§ Available data
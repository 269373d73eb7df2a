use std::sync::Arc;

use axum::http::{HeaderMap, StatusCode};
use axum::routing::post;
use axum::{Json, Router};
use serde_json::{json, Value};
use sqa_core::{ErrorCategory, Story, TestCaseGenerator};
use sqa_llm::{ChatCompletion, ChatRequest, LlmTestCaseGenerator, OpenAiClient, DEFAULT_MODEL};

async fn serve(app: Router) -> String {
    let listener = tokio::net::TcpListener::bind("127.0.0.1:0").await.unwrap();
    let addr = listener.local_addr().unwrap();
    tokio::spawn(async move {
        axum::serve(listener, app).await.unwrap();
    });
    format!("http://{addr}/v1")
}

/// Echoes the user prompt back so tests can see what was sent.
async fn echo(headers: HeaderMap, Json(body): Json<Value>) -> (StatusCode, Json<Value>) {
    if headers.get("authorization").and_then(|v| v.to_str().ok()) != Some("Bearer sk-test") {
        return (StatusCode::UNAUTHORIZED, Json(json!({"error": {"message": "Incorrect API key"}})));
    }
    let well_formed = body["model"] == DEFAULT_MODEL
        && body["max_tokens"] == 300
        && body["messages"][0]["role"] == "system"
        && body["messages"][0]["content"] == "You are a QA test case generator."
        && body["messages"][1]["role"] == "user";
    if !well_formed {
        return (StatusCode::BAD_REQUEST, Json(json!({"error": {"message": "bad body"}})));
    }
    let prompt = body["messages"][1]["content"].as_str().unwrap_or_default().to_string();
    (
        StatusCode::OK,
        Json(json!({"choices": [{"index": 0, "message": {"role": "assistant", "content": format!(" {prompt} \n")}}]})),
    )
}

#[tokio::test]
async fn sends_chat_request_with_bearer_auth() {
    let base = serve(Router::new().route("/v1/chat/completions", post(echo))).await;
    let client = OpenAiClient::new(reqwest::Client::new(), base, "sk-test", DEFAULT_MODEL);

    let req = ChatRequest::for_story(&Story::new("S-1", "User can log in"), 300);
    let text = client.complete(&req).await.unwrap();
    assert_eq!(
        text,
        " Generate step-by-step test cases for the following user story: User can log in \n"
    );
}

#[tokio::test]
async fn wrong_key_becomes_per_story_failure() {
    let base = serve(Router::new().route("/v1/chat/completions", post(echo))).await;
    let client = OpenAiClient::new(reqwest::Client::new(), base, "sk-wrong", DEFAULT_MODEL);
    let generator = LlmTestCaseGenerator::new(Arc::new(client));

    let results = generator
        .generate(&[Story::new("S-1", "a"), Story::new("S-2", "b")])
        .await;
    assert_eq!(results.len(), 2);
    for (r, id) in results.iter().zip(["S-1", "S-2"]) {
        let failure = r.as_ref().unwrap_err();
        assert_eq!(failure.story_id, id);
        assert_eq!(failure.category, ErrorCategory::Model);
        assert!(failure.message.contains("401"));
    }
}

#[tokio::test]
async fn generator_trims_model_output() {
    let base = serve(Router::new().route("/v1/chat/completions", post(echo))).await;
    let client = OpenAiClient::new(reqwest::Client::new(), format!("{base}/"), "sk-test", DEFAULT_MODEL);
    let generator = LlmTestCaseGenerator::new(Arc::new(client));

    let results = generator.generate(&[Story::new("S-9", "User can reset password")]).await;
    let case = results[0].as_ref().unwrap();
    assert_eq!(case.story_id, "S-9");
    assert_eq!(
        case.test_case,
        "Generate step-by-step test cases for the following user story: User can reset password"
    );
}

* * *

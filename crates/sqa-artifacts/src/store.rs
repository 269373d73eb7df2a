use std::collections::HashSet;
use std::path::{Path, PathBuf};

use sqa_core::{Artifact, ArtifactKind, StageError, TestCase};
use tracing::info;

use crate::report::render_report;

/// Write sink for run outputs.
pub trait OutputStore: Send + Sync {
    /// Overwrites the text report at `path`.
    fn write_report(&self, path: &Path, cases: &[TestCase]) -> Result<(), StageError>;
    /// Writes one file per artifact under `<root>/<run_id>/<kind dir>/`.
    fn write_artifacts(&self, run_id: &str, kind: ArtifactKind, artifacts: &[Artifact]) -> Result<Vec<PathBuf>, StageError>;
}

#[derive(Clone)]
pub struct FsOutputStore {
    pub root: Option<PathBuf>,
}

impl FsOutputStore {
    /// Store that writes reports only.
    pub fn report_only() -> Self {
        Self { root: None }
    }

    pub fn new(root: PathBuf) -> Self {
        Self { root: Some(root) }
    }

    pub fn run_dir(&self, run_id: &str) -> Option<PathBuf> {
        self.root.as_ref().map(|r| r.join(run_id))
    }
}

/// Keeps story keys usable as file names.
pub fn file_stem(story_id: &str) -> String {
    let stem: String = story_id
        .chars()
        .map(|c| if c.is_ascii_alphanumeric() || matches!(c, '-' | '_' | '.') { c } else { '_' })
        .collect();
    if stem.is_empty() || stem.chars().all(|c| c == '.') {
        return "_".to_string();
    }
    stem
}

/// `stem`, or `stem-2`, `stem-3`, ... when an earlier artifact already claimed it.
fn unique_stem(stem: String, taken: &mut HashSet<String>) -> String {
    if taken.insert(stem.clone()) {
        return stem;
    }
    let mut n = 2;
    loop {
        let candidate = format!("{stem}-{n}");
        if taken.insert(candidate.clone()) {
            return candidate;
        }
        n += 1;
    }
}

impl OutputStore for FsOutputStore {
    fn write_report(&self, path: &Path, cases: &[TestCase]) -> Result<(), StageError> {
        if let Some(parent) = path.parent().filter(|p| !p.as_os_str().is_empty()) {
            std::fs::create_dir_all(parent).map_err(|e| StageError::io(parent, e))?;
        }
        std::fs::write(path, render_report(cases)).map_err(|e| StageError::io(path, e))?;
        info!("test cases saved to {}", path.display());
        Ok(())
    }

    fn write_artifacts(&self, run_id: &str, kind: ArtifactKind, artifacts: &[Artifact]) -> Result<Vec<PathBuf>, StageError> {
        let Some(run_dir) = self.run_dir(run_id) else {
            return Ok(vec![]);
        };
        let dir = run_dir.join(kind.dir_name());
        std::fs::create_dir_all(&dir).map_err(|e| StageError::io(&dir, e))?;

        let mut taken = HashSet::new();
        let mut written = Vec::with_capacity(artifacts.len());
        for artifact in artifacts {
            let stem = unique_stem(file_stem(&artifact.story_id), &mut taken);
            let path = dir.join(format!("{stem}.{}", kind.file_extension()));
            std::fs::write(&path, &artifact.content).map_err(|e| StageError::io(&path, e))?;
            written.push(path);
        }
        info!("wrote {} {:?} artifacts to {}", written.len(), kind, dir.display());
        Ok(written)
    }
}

§ What this task involves
In how many lines of the records does the word "HashSet" appear? Answer with the number only.

§ Task solution
3